In this case, the ammeter should show the same current value of the electromagnet as it was before turning on the welding current. As a result, a voltage of 20-30 μV is additionally applied to the input of the highly sensitive amplifier, which compensates for the change in voltage at the outputs of sensor 4, caused by the magnetic field induced by the welding current on it. Thus, only a voltage proportional to the magnitude of the magnetic field deflecting the welding arc and the current in the electromagnet 5 is fed to the amplifier input, as it moves along the junction of the welding head 3, sensor 4 and electromagnet 5, it is constantly supported + enough to compensate for it fields.
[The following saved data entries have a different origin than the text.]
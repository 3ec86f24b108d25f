//! Recursive block partitioner.
//!
//! Splits a polygon into blocks by cutting across the long axis of its
//! oriented bounding box. Cuts prefer to land perpendicular on an opposite
//! edge; when they cannot, they turn once partway across, which is what
//! gives organic block boundaries their dog-legs. Every accepted cut is
//! recorded: the cuts are the alleys between blocks.

use crate::geometry::{intersect_lines, Ring};
use crate::points::Point;
use crate::random::Rng;
use log::trace;

const MAX_ATTEMPTS: usize = 10;

pub struct Bisector {
    /// Area floor: pieces below `min_area · variance^|N4|` stop subdividing.
    pub min_area: f64,
    /// Spread of the stochastic area threshold and of the acceptable
    /// imbalance between the two halves of a cut.
    pub variance: f64,
    /// Smallest distance from a cut start to its turn point.
    pub min_offset: f64,
    /// Cuts whose turn deviates less than this are straightened.
    pub min_turn_offset: f64,
    /// Accepted cut polylines, in cutting order. These become alleys.
    pub cuts: Vec<Vec<Point>>,
}

impl Bisector {
    pub fn new(min_area: f64, variance: f64) -> Self {
        Bisector {
            min_area,
            variance,
            min_offset: min_area.sqrt(),
            min_turn_offset: 1.0,
            cuts: Vec::new(),
        }
    }

    pub fn partition(&mut self, poly: &Ring, rng: &mut Rng) -> Vec<Ring> {
        let mut out = Vec::new();
        self.subdivide(poly.clone(), rng, &mut out);
        out
    }

    fn subdivide(&mut self, poly: Ring, rng: &mut Rng, out: &mut Vec<Ring>) {
        if self.is_atomic(&poly, rng) {
            out.push(poly);
            return;
        }
        let parts = self.make_cut(&poly, 0, rng);
        if parts.len() < 2 {
            out.push(poly);
            return;
        }
        for part in parts {
            self.subdivide(part, rng, out);
        }
    }

    fn is_atomic(&self, poly: &Ring, rng: &mut Rng) -> bool {
        let threshold = self.min_area * self.variance.powf(rng.normal4().abs());
        poly.area().abs() < threshold
    }

    fn make_cut(&mut self, poly: &Ring, attempt: usize, rng: &mut Rng) -> Vec<Ring> {
        if attempt > MAX_ATTEMPTS {
            return vec![poly.clone()];
        }
        let c = poly.len();
        if c < 3 {
            return vec![poly.clone()];
        }

        // Base box: the OBB on the first try, an axis-aligned box in a
        // rotated frame on retries so the cut direction changes.
        let obb = if attempt > 0 {
            let angle = attempt as f64 / 10.0 * std::f64::consts::TAU;
            let (sin, cos) = angle.sin_cos();
            let mut rotated = poly.clone();
            rotate_yx(&mut rotated, sin, cos);
            let mut aabb = Ring::new(rotated.aabb().to_vec());
            rotate_yx(&mut aabb, -sin, cos);
            let pts = aabb.pts();
            [pts[0], pts[1], pts[2], pts[3]]
        } else {
            match poly.obb() {
                Some(b) => b,
                None => return vec![poly.clone()],
            }
        };

        let d = obb[0];
        let mut h = obb[1] - d;
        let mut k = obb[3] - d;
        if h.length() < k.length() {
            std::mem::swap(&mut h, &mut k);
        }

        // Cut position along the long axis: centroid projection mixed with
        // a bell draw, kept away from the box ends.
        let centroid = poly.centroid();
        let proj = project(h, centroid - d);
        let proj = ((proj + rng.normal3()) / 2.0).clamp(0.2, 0.8);
        let p = d + h * proj;

        // Start the cut on the edge best aligned with the long axis.
        let mut edge1: Option<usize> = None;
        let mut cut_start = Point::default();
        let mut edge_dir = Point::default();
        let mut best_align = 0.0;
        for r in 0..c {
            let l = poly.point(r);
            let x = poly.vector(r);
            if x.length() < 1e-10 {
                continue;
            }
            let Some((_, t2)) = intersect_lines(p.x, p.y, k.x, k.y, l.x, l.y, x.x, x.y) else {
                continue;
            };
            if t2 <= 0.0 || t2 >= 1.0 {
                continue;
            }
            let xn = x * (1.0 / x.length());
            let align = (h.x * xn.x + h.y * xn.y).abs();
            if align > best_align {
                best_align = align;
                edge1 = Some(r);
                cut_start = l + x * t2;
                edge_dir = xn;
            }
        }
        let Some(edge1) = edge1 else {
            return self.make_cut(poly, attempt + 1, rng);
        };

        // Fire perpendicular to that edge and find the nearest opposite
        // edge the ray can land on.
        let g = edge_dir.rotate90();
        let mut min_dist = f64::INFINITY;
        let mut edge2: Option<usize> = None;
        for r in 0..c {
            if r == edge1 {
                continue;
            }
            let l = poly.point(r);
            let x = poly.vector(r);
            if x.length() < 1e-10 {
                continue;
            }
            let Some((t1, t2)) =
                intersect_lines(cut_start.x, cut_start.y, g.x, g.y, l.x, l.y, x.x, x.y)
            else {
                continue;
            };
            if t1 <= 0.0 || t1 >= min_dist || t2 <= 0.0 || t2 >= 1.0 {
                continue;
            }
            min_dist = t1;
            edge2 = Some(r);
        }
        let Some(edge2) = edge2 else {
            trace!("bisector: no opposite edge (attempt {})", attempt);
            return self.make_cut(poly, attempt + 1, rng);
        };

        // Near-perpendicular landing: try the straight cut first.
        let edge2_dir = poly.vector(edge2);
        let cross = g.cross(edge2_dir);
        let cross_norm_sq = cross * cross / (g.dot(g) * edge2_dir.dot(edge2_dir));
        if cross_norm_sq > 0.99 {
            let straight_end = cut_start + g * min_dist;
            let cut_line = vec![cut_start, straight_end];
            let (half1, half2) = split(poly, edge1, edge2, &cut_line);
            if balanced(&half1, &half2, self.variance) {
                self.cuts.push(cut_line);
                return vec![half1, half2];
            }
        }

        // Otherwise turn once partway across and reach for a second edge
        // whose perpendicular is clear of the rest of the polygon.
        let mut offset_ratio = (self.min_offset / min_dist).min(0.5);
        offset_ratio += (1.0 - 2.0 * offset_ratio) * rng.normal3();
        let turn = cut_start + g * (min_dist * offset_ratio);

        let mut edge3: Option<usize> = None;
        let mut cut_end = Point::default();
        let mut best_cross = f64::NEG_INFINITY;
        for r in 0..c {
            if r == edge1 {
                continue;
            }
            let l = poly.point(r);
            let x = poly.vector(r);
            let x_len = x.length();
            if x_len < 1e-10 {
                continue;
            }
            let Some((t1, t2)) =
                intersect_lines(turn.x, turn.y, x.y, -x.x, l.x, l.y, x.x, x.y)
            else {
                continue;
            };
            if t1 <= 0.0 || t2 <= 0.0 || t2 >= 1.0 {
                continue;
            }
            let cross_val = g.cross(x) / x_len;
            if cross_val <= best_cross {
                continue;
            }
            // The perpendicular must not pass through any other edge.
            let mut clear = true;
            for y in 0..c {
                if y == r || y == edge1 {
                    continue;
                }
                let yl = poly.point(y);
                let yd = poly.vector(y);
                if yd.length() < 1e-10 {
                    continue;
                }
                if let Some((ct1, ct2)) =
                    intersect_lines(turn.x, turn.y, x.y, -x.x, yl.x, yl.y, yd.x, yd.y)
                {
                    if (0.0..=1.0).contains(&ct1) && (0.0..=1.0).contains(&ct2) {
                        clear = false;
                        break;
                    }
                }
            }
            if clear {
                best_cross = cross_val;
                edge3 = Some(r);
                cut_end = l + x * t2;
            }
        }

        if let Some(edge3) = edge3 {
            let raw = vec![cut_start, turn, cut_end];
            let mut cut_line = self.detect_straight(&raw);
            // The turn point must stay inside the polygon.
            if cut_line.len() > 2 && !poly.contains(cut_line[1]) {
                cut_line = raw;
            }
            let (half1, half2) = split(poly, edge1, edge3, &cut_line);
            if !balanced(&half1, &half2, self.variance) {
                return self.make_cut(poly, attempt + 1, rng);
            }
            self.cuts.push(cut_line);
            return vec![half1, half2];
        }

        trace!("bisector: cut failed (attempt {})", attempt);
        self.make_cut(poly, attempt + 1, rng)
    }

    /// Degenerate dog-legs collapse to a straight segment.
    fn detect_straight(&self, cut: &[Point]) -> Vec<Point> {
        if self.min_turn_offset > 0.0 && cut.len() >= 3 {
            let tri = Ring::new(cut.to_vec());
            let dist = Point::distance(cut[0], cut[2]);
            if dist > 0.0 && tri.area().abs() / dist < self.min_turn_offset {
                return vec![cut[0], cut[2]];
            }
        }
        cut.to_vec()
    }
}

fn balanced(a: &Ring, b: &Ring, variance: f64) -> bool {
    let a0 = a.area().abs();
    let a1 = b.area().abs();
    if a0 < 1e-9 || a1 < 1e-9 {
        return false;
    }
    (a0 / a1).max(a1 / a0) <= 2.0 * variance
}

fn project(vec: Point, p: Point) -> f64 {
    let len_sq = vec.dot(vec);
    if len_sq < 1e-10 {
        return 0.0;
    }
    vec.dot(p) / len_sq
}

fn rotate_yx(ring: &mut Ring, sin: f64, cos: f64) {
    for i in 0..ring.len() {
        let p = ring.point(i);
        ring.set_point(i, Point::new(p.x * cos - p.y * sin, p.x * sin + p.y * cos));
    }
}

/// Insert the cut endpoints into the polygon at their edges and assemble
/// the two halves, the cut polyline joining them.
fn split(poly: &Ring, edge1: usize, edge2: usize, cut_line: &[Point]) -> (Ring, Ring) {
    let mut pts: Vec<Point> = poly.pts().to_vec();
    let mut e1 = edge1;
    let mut e2 = edge2;
    let h1 = cut_line[0];
    let h2 = *cut_line.last().unwrap();

    if !pts[e1].approx_eq(&h1) {
        if e1 < e2 {
            e2 += 1;
        }
        pts.insert(e1 + 1, h1);
        e1 += 1;
    }
    if !pts[e2].approx_eq(&h2) {
        if e2 < e1 {
            e1 += 1;
        }
        pts.insert(e2 + 1, h2);
        e2 += 1;
    }

    let rev: Vec<Point> = cut_line.iter().rev().copied().collect();
    let mut poly1 = Vec::new();
    let mut poly2 = Vec::new();
    if e1 < e2 {
        poly1.extend_from_slice(&pts[e1 + 1..=e2]);
        poly1.extend_from_slice(&rev);
        poly2.extend_from_slice(&pts[e2 + 1..]);
        poly2.extend_from_slice(&pts[..=e1]);
        poly2.extend_from_slice(cut_line);
    } else {
        poly1.extend_from_slice(&pts[e1 + 1..]);
        poly1.extend_from_slice(&pts[..=e2]);
        poly1.extend_from_slice(&rev);
        poly2.extend_from_slice(&pts[e2 + 1..=e1]);
        poly2.extend_from_slice(cut_line);
    }
    (dedup_ring(poly1), dedup_ring(poly2))
}

/// Drop consecutive coincident vertices (the cut endpoints get duplicated
/// where they land on an existing vertex).
fn dedup_ring(pts: Vec<Point>) -> Ring {
    let mut out: Vec<Point> = Vec::with_capacity(pts.len());
    for p in pts {
        if out.last().map_or(true, |last| !last.approx_eq(&p)) {
            out.push(p);
        }
    }
    if out.len() > 1 && out[0].approx_eq(out.last().unwrap()) {
        out.pop();
    }
    Ring::new(out)
}
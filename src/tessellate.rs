//! Seed-point tessellation.
//!
//! Lays out spiral seed points, relaxes them with three Lloyd rounds, and
//! builds the bounded Voronoi partition as the dual of a Delaunay
//! triangulation. Every triangle circumcenter becomes exactly one arena
//! point, so two adjacent regions hold the *same* `PointId` for their shared
//! corner, which is the property the whole downstream topology relies on.

use crate::error::TownError;
use crate::noise::FractalNoise;
use crate::points::{Point, PointStore};
use crate::polygon::Polygon;
use crate::random::Rng;
use delaunator::{next_halfedge, triangulate, Triangulation, EMPTY};
use log::debug;

pub struct ProtoCell {
    pub shape: Polygon,
    /// Site the region grew from, in translated (positive) coordinates.
    pub site: Point,
    pub waterbody: bool,
}

pub struct Tessellation {
    pub store: PointStore,
    pub cells: Vec<ProtoCell>,
    pub width: f64,
    pub height: f64,
    /// Largest spiral radius `b`; the map scale.
    pub max_radius: f64,
    /// Translation applied to move all seeds into positive coordinates.
    pub offset: Point,
}

/// Lay out `8·n_cells` spiral seeds plus six boundary seeds, relax, build
/// the Voronoi partition and optionally carve a coastline. Retries with a
/// larger spiral when too few usable regions survive.
pub fn tessellate(
    n_cells: usize,
    plaza_needed: bool,
    coast_needed: bool,
    rng: &mut Rng,
) -> Result<Tessellation, TownError> {
    const MAX_ATTEMPTS: usize = 3;
    let mut spiral_count = n_cells * 8;
    for attempt in 0..MAX_ATTEMPTS {
        let t = build_once(spiral_count, plaza_needed, coast_needed, rng);
        if t.cells.len() >= n_cells {
            debug!(
                "tessellation: {} cells from {} seeds (attempt {})",
                t.cells.len(),
                spiral_count,
                attempt
            );
            return Ok(t);
        }
        spiral_count += spiral_count / 4;
    }
    Err(TownError::NoUsableRegions(MAX_ATTEMPTS))
}

fn build_once(
    spiral_count: usize,
    plaza_needed: bool,
    coast_needed: bool,
    rng: &mut Rng,
) -> Tessellation {
    // Spiral of seeds: angle advances by sqrt(i)·5, radius grows linearly
    // with a jittered step. The first seed sits at the origin.
    let start_angle = rng.float() * std::f64::consts::TAU;
    let mut seeds: Vec<Point> = Vec::with_capacity(spiral_count + 6);
    let mut b = 0.0f64;
    for i in 0..spiral_count {
        let a = start_angle + (i as f64).sqrt() * 5.0;
        let r = if i == 0 {
            0.0
        } else {
            10.0 + i as f64 * (2.0 + rng.float())
        };
        seeds.push(Point::new(a.cos() * r, a.sin() * r));
        b = b.max(r);
    }

    // A requested plaza overrides seeds 1..=4 with a plus pattern around the
    // origin so the central region comes out quadrilateral. The draws are
    // bracketed by save/restore to keep the main sequence undisturbed.
    if plaza_needed && seeds.len() >= 5 {
        rng.save();
        let f = 8.0 + rng.float() * 8.0;
        let h = f * (1.0 + rng.float());
        b = b.max(h);
        for (slot, (angle, radius)) in [
            (start_angle, f),
            (start_angle + std::f64::consts::FRAC_PI_2, h),
            (start_angle + std::f64::consts::PI, f),
            (start_angle + 3.0 * std::f64::consts::FRAC_PI_2, h),
        ]
        .iter()
        .enumerate()
        .map(|(k, v)| (k + 1, *v))
        {
            seeds[slot] = Point::new(angle.cos() * radius, angle.sin() * radius);
        }
        rng.restore();
    }

    // Six boundary seeds at radius 2b close off the interior regions; their
    // own regions are discarded below.
    for i in 0..6 {
        let a = i as f64 * std::f64::consts::FRAC_PI_3;
        seeds.push(Point::new(a.cos() * 2.0 * b, a.sin() * 2.0 * b));
    }

    // Translate everything into positive coordinates.
    let mut min = Point::default();
    let mut max = Point::default();
    for p in &seeds {
        min.x = min.x.min(p.x);
        min.y = min.y.min(p.y);
        max.x = max.x.max(p.x);
        max.y = max.y.max(p.y);
    }
    let width = max.x - min.x + 40.0;
    let height = max.y - min.y + 40.0;
    let offset = Point::new(-min.x + 20.0, -min.y + 20.0);
    for p in &mut seeds {
        *p = *p + offset;
    }

    // Three Lloyd rounds over the spiral seeds only.
    for _ in 0..3 {
        relax(&mut seeds, spiral_count);
    }

    let triangulation = run_triangulation(&seeds);

    // One arena point per triangle circumcenter, shared between regions.
    let mut store = PointStore::new();
    let n_triangles = triangulation.triangles.len() / 3;
    let mut circumcenters = Vec::with_capacity(n_triangles);
    for t in 0..n_triangles {
        let a = seeds[triangulation.triangles[3 * t]];
        let bb = seeds[triangulation.triangles[3 * t + 1]];
        let c = seeds[triangulation.triangles[3 * t + 2]];
        circumcenters.push(store.insert(circumcenter(a, bb, c)));
    }

    // Walk the triangles around every site to assemble its region. Regions
    // touching the hull stay open and are dropped.
    let mut incoming = vec![EMPTY; seeds.len()];
    for e in 0..triangulation.triangles.len() {
        let endpoint = triangulation.triangles[next_halfedge(e)];
        if incoming[endpoint] == EMPTY || triangulation.halfedges[e] == EMPTY {
            incoming[endpoint] = e;
        }
    }

    let mut regions: Vec<(usize, Polygon)> = Vec::new();
    'sites: for (site, &start) in incoming.iter().enumerate() {
        if start == EMPTY {
            continue;
        }
        let mut ids = Vec::new();
        let mut e = start;
        loop {
            ids.push(circumcenters[e / 3]);
            let outgoing = next_halfedge(e);
            e = triangulation.halfedges[outgoing];
            if e == EMPTY {
                continue 'sites; // open region on the hull
            }
            if e == start {
                break;
            }
        }
        if ids.len() >= 3 {
            let mut shape = Polygon::new(ids);
            // Canonical counterclockwise winding for every region.
            if shape.area(&store) < 0.0 {
                shape.ids_mut().reverse();
            }
            regions.push((site, shape));
        }
    }

    // Sort by distance from the map center and drop far boundary helpers.
    let center = Point::new(width / 2.0, height / 2.0);
    regions.sort_by(|a, b| {
        let da = Point::distance(seeds[a.0], center);
        let db = Point::distance(seeds[b.0], center);
        da.partial_cmp(&db).unwrap_or(std::cmp::Ordering::Equal)
    });

    let mut cells: Vec<ProtoCell> = Vec::new();
    for (site, shape) in regions {
        let site_p = seeds[site];
        if Point::distance(site_p, center) > b * 1.5 {
            continue;
        }
        cells.push(ProtoCell {
            shape,
            site: site_p,
            waterbody: false,
        });
    }

    if coast_needed {
        carve_coast(&mut cells, &store, b, offset, rng);
    }

    Tessellation {
        store,
        cells,
        width,
        height,
        max_radius: b,
        offset,
    }
}

/// One Lloyd round: move each of the first `movable` seeds to the vertex
/// average of its Voronoi region. Seeds whose region is open stay put.
fn relax(seeds: &mut [Point], movable: usize) {
    let triangulation = run_triangulation(seeds);
    let n_triangles = triangulation.triangles.len() / 3;
    let mut centers = Vec::with_capacity(n_triangles);
    for t in 0..n_triangles {
        let a = seeds[triangulation.triangles[3 * t]];
        let b = seeds[triangulation.triangles[3 * t + 1]];
        let c = seeds[triangulation.triangles[3 * t + 2]];
        centers.push(circumcenter(a, b, c));
    }

    let mut incoming = vec![EMPTY; seeds.len()];
    for e in 0..triangulation.triangles.len() {
        let endpoint = triangulation.triangles[next_halfedge(e)];
        if incoming[endpoint] == EMPTY || triangulation.halfedges[e] == EMPTY {
            incoming[endpoint] = e;
        }
    }

    'sites: for site in 0..movable.min(seeds.len()) {
        let start = incoming[site];
        if start == EMPTY {
            continue;
        }
        let mut sum = Point::default();
        let mut count = 0usize;
        let mut e = start;
        loop {
            sum = sum + centers[e / 3];
            count += 1;
            let outgoing = next_halfedge(e);
            e = triangulation.halfedges[outgoing];
            if e == EMPTY {
                continue 'sites;
            }
            if e == start {
                break;
            }
        }
        if count > 0 {
            seeds[site] = sum * (1.0 / count as f64);
        }
    }
}

fn run_triangulation(seeds: &[Point]) -> Triangulation {
    let pts: Vec<delaunator::Point> = seeds
        .iter()
        .map(|p| delaunator::Point { x: p.x, y: p.y })
        .collect();
    triangulate(&pts)
}

fn circumcenter(a: Point, b: Point, c: Point) -> Point {
    let ab = b - a;
    let ac = c - a;
    let d = 2.0 * ab.cross(ac);
    if d.abs() < 1e-12 {
        // Collinear; fall back to the triangle center.
        return (a + b + c) * (1.0 / 3.0);
    }
    let ab2 = ab.dot(ab);
    let ac2 = ac.dot(ac);
    let ux = (ac.y * ab2 - ab.y * ac2) / d;
    let uy = (ab.x * ac2 - ac.x * ab2) / d;
    a + Point::new(ux, uy)
}

/// Mark cells as water along a fractal-noise modulated half-plane. The
/// caller later keeps only the largest connected water component.
fn carve_coast(
    cells: &mut [ProtoCell],
    store: &PointStore,
    b: f64,
    offset: Point,
    rng: &mut Rng,
) {
    let coast_dir = (rng.float() * 20.0).floor() / 10.0;
    let angle = coast_dir * std::f64::consts::PI;
    let (sin, cos) = angle.sin_cos();

    let f = 20.0 + rng.float() * 40.0;
    let k = 0.3 * b * (rng.normal3() * 2.0 - 1.0);
    let n = b * (0.2 + (rng.normal4()).abs());
    let coast_center = Point::new(n + f, k);
    let noise = FractalNoise::new(6, 1.0, 0.5, rng);

    let mut water_count = 0usize;
    for cell in cells.iter_mut() {
        // Centroid back in origin-relative coordinates.
        let c = cell.shape.centroid(store) - offset;
        let rotated = Point::new(c.x * cos - c.y * sin, c.y * cos + c.x * sin);

        let mut u = Point::distance(coast_center, rotated) - n;
        if rotated.x > coast_center.x {
            // Beyond the coast center the lateral distance governs.
            u = u.min((rotated.y - k).abs() - n * 1.5);
        }
        if rotated.x < coast_center.x * 0.5 {
            // Far from the sea direction: keep as land.
            u = u.max(1.0);
        }

        let nx = (rotated.x + b) / (2.0 * b);
        let ny = (rotated.y + b) / (2.0 * b);
        let r = noise.get(nx, ny) * n * (rotated.length() / b).sqrt();

        if u + r < 0.0 {
            cell.waterbody = true;
            water_count += 1;
        }
    }
    debug!("coast: {} of {} cells marked water", water_count, cells.len());
}

#[cfg(test)]
mod tests {
    use super::*;

    #[test]
    fn produces_enough_cells() {
        let mut rng = Rng::new(1);
        let t = tessellate(15, false, false, &mut rng).unwrap();
        assert!(t.cells.len() >= 15);
    }

    #[test]
    fn deterministic_for_same_seed() {
        let mut r1 = Rng::new(42);
        let mut r2 = Rng::new(42);
        let t1 = tessellate(15, true, false, &mut r1).unwrap();
        let t2 = tessellate(15, true, false, &mut r2).unwrap();
        assert_eq!(t1.cells.len(), t2.cells.len());
        for (a, b) in t1.cells.iter().zip(t2.cells.iter()) {
            assert_eq!(a.shape.len(), b.shape.len());
            assert!(a.site.approx_eq(&b.site));
        }
    }

    #[test]
    fn regions_share_vertex_ids() {
        let mut rng = Rng::new(7);
        let t = tessellate(15, false, false, &mut rng).unwrap();
        // Adjacent regions must reference identical PointIds: some id should
        // occur in more than one cell.
        let mut shared = false;
        'outer: for (i, a) in t.cells.iter().enumerate() {
            for b in t.cells.iter().skip(i + 1) {
                if a.shape.ids().iter().any(|id| b.shape.contains_id(*id)) {
                    shared = true;
                    break 'outer;
                }
            }
        }
        assert!(shared);
    }

    #[test]
    fn all_regions_wound_counterclockwise() {
        let mut rng = Rng::new(3);
        let t = tessellate(20, false, false, &mut rng).unwrap();
        for cell in &t.cells {
            assert!(cell.shape.area(&t.store) > 0.0);
        }
    }

    #[test]
    fn seeds_are_translated_positive() {
        let mut rng = Rng::new(9);
        let t = tessellate(15, false, false, &mut rng).unwrap();
        for cell in &t.cells {
            assert!(cell.site.x > 0.0 && cell.site.y > 0.0);
        }
    }

    #[test]
    fn circumcenter_equidistant() {
        let a = Point::new(0.0, 0.0);
        let b = Point::new(4.0, 0.0);
        let c = Point::new(0.0, 4.0);
        let cc = circumcenter(a, b, c);
        let da = Point::distance(cc, a);
        let db = Point::distance(cc, b);
        let dc = Point::distance(cc, c);
        assert!((da - db).abs() < 1e-9 && (db - dc).abs() < 1e-9);
    }

    #[test]
    fn forced_coast_marks_water() {
        let mut rng = Rng::new(42);
        let t = tessellate(30, false, true, &mut rng).unwrap();
        let water = t.cells.iter().filter(|c| c.waterbody).count();
        assert!(water > 0);
    }
}
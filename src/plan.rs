//! Serializable output model.
//!
//! `TownPlan` is the flat, consumer-facing snapshot of a built [`City`]:
//! coordinates only, no arena ids, ready for the SVG writer or any other
//! serializer. Structural equality over plans is the determinism check:
//! two builds from the same seed must compare equal.

use crate::city::cell::EdgeType;
use crate::city::City;
use crate::geometry::Ring;
use crate::points::Point;
use serde::Serialize;

#[derive(Clone, Debug, PartialEq, Serialize)]
pub struct PlanCell {
    pub shape: Vec<Point>,
    pub ward: Option<&'static str>,
    pub within_city: bool,
    pub within_walls: bool,
    pub waterbody: bool,
    pub landing: bool,
    pub edge_types: Vec<EdgeType>,
}

#[derive(Clone, Debug, PartialEq, Serialize)]
pub struct PlanWall {
    pub shape: Vec<Point>,
    pub segments: Vec<bool>,
    pub towers: Vec<Point>,
    pub gates: Vec<Point>,
}

#[derive(Clone, Debug, PartialEq, Serialize)]
pub struct PlanWard {
    pub cell: u32,
    pub kind: &'static str,
    pub buildings: Vec<Ring>,
    pub fields: Vec<Ring>,
    pub furrows: Vec<(Point, Point)>,
    pub paths: Vec<Vec<Point>>,
    pub trees: Vec<Point>,
}

#[derive(Clone, Debug, PartialEq, Serialize)]
pub struct PlanCanal {
    pub course: Vec<Point>,
    pub width: f64,
    pub water: Ring,
    pub bridges: Vec<Point>,
}

#[derive(Clone, Debug, Default, PartialEq, Serialize)]
pub struct DebugGeometry {
    pub patches: Vec<Vec<Point>>,
    pub cuts: Vec<Vec<Point>>,
    /// Lot rectangle approximations, before building growth.
    pub rects: Vec<Ring>,
}

#[derive(Clone, Debug, PartialEq, Serialize)]
pub struct TownPlan {
    pub seed: i64,
    pub n_cells: usize,
    pub width: f64,
    pub height: f64,
    pub cells: Vec<PlanCell>,
    pub arteries: Vec<Vec<Point>>,
    pub streets: Vec<Vec<Point>>,
    pub roads: Vec<Vec<Point>>,
    pub walls: Vec<PlanWall>,
    pub wards: Vec<PlanWard>,
    pub canals: Vec<PlanCanal>,
    /// Smoothed water boundary, empty for inland towns.
    pub water: Vec<Point>,
    /// Raw shore polyline.
    pub shore: Vec<Point>,
    #[cfg(feature = "debug-geometry")]
    pub debug: DebugGeometry,
}

impl TownPlan {
    pub fn from_city(city: &City) -> TownPlan {
        let coords = |ids: &[crate::points::PointId]| -> Vec<Point> {
            ids.iter().map(|&id| city.store.get(id)).collect()
        };

        let cells = city
            .cell_ids()
            .map(|id| {
                let cell = city.cell(id);
                PlanCell {
                    shape: coords(cell.shape.ids()),
                    ward: city.ward_kind(id).map(|k| k.name()),
                    within_city: cell.within_city,
                    within_walls: cell.within_walls,
                    waterbody: cell.waterbody,
                    landing: cell.landing,
                    edge_types: (0..cell.shape.len()).map(|e| cell.edge_type(e)).collect(),
                }
            })
            .collect();

        let mut walls = Vec::new();
        for wall in city.citadel.iter().chain(city.border.iter()) {
            walls.push(PlanWall {
                shape: coords(wall.shape.ids()),
                segments: wall.segments.clone(),
                towers: wall.towers.clone(),
                gates: wall.gates.iter().map(|&g| city.store.get(g)).collect(),
            });
        }

        let wards = city
            .wards_in_order()
            .map(|(id, ward)| PlanWard {
                cell: id.0,
                kind: ward.kind.map(|k| k.name()).unwrap_or(""),
                buildings: ward.geometry.clone(),
                fields: ward.fields.clone(),
                furrows: ward.furrows.clone(),
                paths: ward.paths.clone(),
                trees: ward.trees.clone(),
            })
            .collect();

        let canals = city
            .canals
            .iter()
            .map(|c| PlanCanal {
                course: c.course.clone(),
                width: c.width,
                water: c.water_polygon(),
                bridges: c.bridges.iter().map(|&(p, _)| p).collect(),
            })
            .collect();

        TownPlan {
            seed: city.seed,
            n_cells: city.n_cells,
            width: city.width,
            height: city.height,
            cells,
            arteries: city.arteries.iter().map(|a| coords(a)).collect(),
            streets: city.streets.iter().map(|s| coords(s)).collect(),
            roads: city.roads.iter().map(|r| coords(r)).collect(),
            walls,
            wards,
            canals,
            water: city.water_edge.pts().to_vec(),
            shore: city.shore.pts().to_vec(),
            #[cfg(feature = "debug-geometry")]
            debug: DebugGeometry {
                patches: city
                    .cell_ids()
                    .map(|id| coords(city.cell(id).shape.ids()))
                    .collect(),
                cuts: city
                    .groups
                    .iter()
                    .flat_map(|g| g.alleys.iter().cloned())
                    .collect(),
                rects: city
                    .groups
                    .iter()
                    .flat_map(|g| g.blocks.iter())
                    .flat_map(|b| b.rects.iter().cloned())
                    .collect(),
            },
        }
    }

    /// Total building polygons across all wards.
    pub fn building_count(&self) -> usize {
        self.wards.iter().map(|w| w.buildings.len()).sum()
    }
}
This is how the welding process is carried out with the elimination of the magnetic blast.

The proposed method in comparison with the base object, which is a known method, provides for the expansion of the scope of welding with the elimination of magnetic blast on almost all types of welded structures with X- and Y-shaped groove edges, when welding joints with slotted grooves in the welded housing ”! and t ₍ d.

Claims (1)

Claim The method of arc welding, in which ^: in the cutting of the welded joint, a control magnetic field is created, and the intensity of the magnetic field is controlled by two summable signals, one of which is removed from the sensor to measure the intensity of the magnetic field at the welding site, characterized in that seams with narrow 7 916169 8 deep cuttings in the vertical movement of the welding electrode 'and the welding process, as the second signal, use the voltage removed from the welding arc circuit and is proportional to the welding current.